Exercise goal: Each line in the entries below that holds the word "PaymentHandler" belongs in the answer.

Materials provided START

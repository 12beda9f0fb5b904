//! Pay-to-continue: decide whether a `payment-required` invoice is paid
//! automatically or handed to the user.

use std::sync::Arc;

use tracing::{debug, info, warn};

use crate::config::PaymentConfig;
use crate::error::{DvmError, Result};
use crate::metrics::{MetricEvent, MetricsSink, TracingMetrics};
use crate::wallet::WalletService;

/// Millisats rounded up to whole sats.
pub fn msats_to_sats(msats: u64) -> u64 {
    msats.div_ceil(1000)
}

/// Pick the invoice from the `amount` tag, falling back to a bolt11 string in
/// the feedback content.
pub fn resolve_invoice(bolt11: Option<&str>, content: &str) -> Result<String> {
    if let Some(invoice) = bolt11.map(str::trim).filter(|s| !s.is_empty()) {
        return Ok(invoice.to_string());
    }
    let content = content.trim();
    if content.to_ascii_lowercase().starts_with("ln") {
        return Ok(content.to_string());
    }
    Err(DvmError::Protocol(
        "payment required but no invoice was provided".to_string(),
    ))
}

#[derive(Debug, Clone, PartialEq, Eq)]
pub enum PaymentOutcome {
    /// The wallet settled the invoice.
    Paid { amount_sats: u64, fee_sats: u64 },
    /// Left for the user: over threshold, unknown amount, or no wallet.
    Deferred {
        invoice: String,
        amount_sats: Option<u64>,
    },
}

pub struct PaymentHandler {
    wallet: Option<Arc<dyn WalletService>>,
    config: PaymentConfig,
    metrics: Arc<dyn MetricsSink>,
}

impl PaymentHandler {
    pub fn new(wallet: Option<Arc<dyn WalletService>>, config: PaymentConfig) -> Self {
        Self {
            wallet,
            config,
            metrics: Arc::new(TracingMetrics),
        }
    }

    pub fn with_metrics(mut self, metrics: Arc<dyn MetricsSink>) -> Self {
        self.metrics = metrics;
        self
    }

    pub fn config(&self) -> &PaymentConfig {
        &self.config
    }

    /// Handle one `payment-required` feedback for `job_id`.
    ///
    /// Auto-pays when a wallet is configured and the amount is known and at or
    /// below the threshold. Wallet failures and timeouts are `Payment` errors.
    pub async fn handle(
        &self,
        job_id: &str,
        amount_msats: Option<u64>,
        bolt11: Option<&str>,
        content: &str,
    ) -> Result<PaymentOutcome> {
        let invoice = resolve_invoice(bolt11, content)?;
        let amount_sats = amount_msats.map(msats_to_sats);

        let wallet = match (&self.wallet, amount_sats) {
            (Some(wallet), Some(sats)) if sats <= self.config.auto_pay_threshold_sats => wallet,
            _ => {
                debug!(job_id, ?amount_sats, "surfacing invoice to the user");
                self.metrics.record(MetricEvent::InvoiceSurfaced {
                    job_id: job_id.to_string(),
                    amount_sats,
                    timestamp: chrono::Utc::now(),
                });
                return Ok(PaymentOutcome::Deferred {
                    invoice,
                    amount_sats,
                });
            }
        };

        let timeout = self.config.payment_timeout();
        let payment = match tokio::time::timeout(
            timeout,
            wallet.pay_invoice(&invoice, self.config.max_fee_sats),
        )
        .await
        {
            Ok(Ok(payment)) => payment,
            Ok(Err(err)) => {
                warn!(job_id, error = %err, "invoice payment failed");
                return Err(DvmError::Payment(err.to_string()));
            }
            Err(_) => {
                warn!(job_id, ?timeout, "invoice payment timed out");
                return Err(DvmError::Payment(format!(
                    "payment timed out after {}s",
                    timeout.as_secs()
                )));
            }
        };

        // the quoted amount is what the user agreed to; the wallet may not know it
        let paid_sats = amount_sats.unwrap_or(payment.amount_sats);
        info!(job_id, amount_sats = paid_sats, fee_sats = payment.fee_sats, "paid job invoice");
        self.metrics.record(MetricEvent::PaymentSent {
            job_id: job_id.to_string(),
            amount_sats: paid_sats,
            timestamp: chrono::Utc::now(),
        });

        Ok(PaymentOutcome::Paid {
            amount_sats: paid_sats,
            fee_sats: payment.fee_sats,
        })
    }
}

#[cfg(test)]
mod tests {
    use super::*;
    use crate::metrics::RecordingMetrics;
    use crate::wallet::MemoryWallet;
    use std::time::Duration;

    fn handler(wallet: Option<Arc<MemoryWallet>>, threshold: u64) -> PaymentHandler {
        let config = PaymentConfig {
            auto_pay_threshold_sats: threshold,
            payment_timeout_secs: 1,
            ..Default::default()
        };
        PaymentHandler::new(wallet.map(|w| w as Arc<dyn WalletService>), config)
    }

    #[test]
    fn test_msats_round_up() {
        assert_eq!(msats_to_sats(0), 0);
        assert_eq!(msats_to_sats(1), 1);
        assert_eq!(msats_to_sats(1000), 1);
        assert_eq!(msats_to_sats(1001), 2);
    }

    #[test]
    fn test_resolve_invoice() {
        assert_eq!(resolve_invoice(Some("lnbc1tag"), "lnbc1content").unwrap(), "lnbc1tag");
        assert_eq!(resolve_invoice(None, " lnbc1content ").unwrap(), "lnbc1content");
        assert_eq!(resolve_invoice(Some(""), "LNBC1UPPER").unwrap(), "LNBC1UPPER");
        assert!(matches!(
            resolve_invoice(None, "please pay"),
            Err(DvmError::Protocol(_))
        ));
    }

    #[tokio::test]
    async fn test_pays_under_threshold() {
        let wallet = Arc::new(MemoryWallet::with_balance(100));
        let invoice = wallet.create_invoice(3, "job").await.unwrap();
        let metrics = Arc::new(RecordingMetrics::default());
        let handler = handler(Some(wallet.clone()), 10).with_metrics(metrics.clone());

        let outcome = handler
            .handle("job", Some(3000), Some(&invoice.payment_request), "")
            .await
            .unwrap();
        assert_eq!(
            outcome,
            PaymentOutcome::Paid {
                amount_sats: 3,
                fee_sats: 0
            }
        );
        assert_eq!(wallet.balance_sats(), 97);
        assert!(matches!(
            metrics.events().as_slice(),
            [MetricEvent::PaymentSent { amount_sats: 3, .. }]
        ));
    }

    #[tokio::test]
    async fn test_surfaces_over_threshold() {
        let wallet = Arc::new(MemoryWallet::with_balance(1_000));
        let handler = handler(Some(wallet.clone()), 10);

        let outcome = handler
            .handle("job", Some(500_000), Some("lnbc5000n1big"), "")
            .await
            .unwrap();
        assert_eq!(
            outcome,
            PaymentOutcome::Deferred {
                invoice: "lnbc5000n1big".to_string(),
                amount_sats: Some(500)
            }
        );
        assert!(wallet.payments().is_empty());
    }

    #[tokio::test]
    async fn test_surfaces_without_wallet_or_amount() {
        let none = handler(None, 10);
        assert!(matches!(
            none.handle("job", Some(1000), Some("lnbc1x"), "").await.unwrap(),
            PaymentOutcome::Deferred { .. }
        ));

        let wallet = Arc::new(MemoryWallet::with_balance(1_000));
        let unknown_amount = handler(Some(wallet), 10);
        assert!(matches!(
            unknown_amount.handle("job", None, None, "lnbc1x").await.unwrap(),
            PaymentOutcome::Deferred {
                amount_sats: None,
                ..
            }
        ));
    }

    #[tokio::test]
    async fn test_wallet_failure_is_payment_error() {
        let wallet = Arc::new(MemoryWallet::with_balance(1_000));
        wallet.fail_payments(Some("no route"));
        let handler = handler(Some(wallet), 10);

        let err = handler
            .handle("job", Some(1000), Some("lnbc1x"), "")
            .await
            .unwrap_err();
        assert_eq!(err, DvmError::Payment("payment failed: no route".to_string()));
        assert!(!err.is_retryable());
    }

    #[tokio::test(start_paused = true)]
    async fn test_payment_timeout() {
        let wallet = Arc::new(MemoryWallet::with_balance(1_000));
        wallet.delay_payments(Some(Duration::from_secs(5)));
        let handler = handler(Some(wallet), 10);

        let err = handler
            .handle("job", Some(1000), Some("lnbc1x"), "")
            .await
            .unwrap_err();
        assert!(matches!(err, DvmError::Payment(msg) if msg.contains("timed out")));
    }
}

Materials provided END

Task response:
pub struct PaymentHandler {
impl PaymentHandler {
    fn handler(wallet: Option<Arc<MemoryWallet>>, threshold: u64) -> PaymentHandler {
        PaymentHandler::new(wallet.map(|w| w as Arc<dyn WalletService>), config)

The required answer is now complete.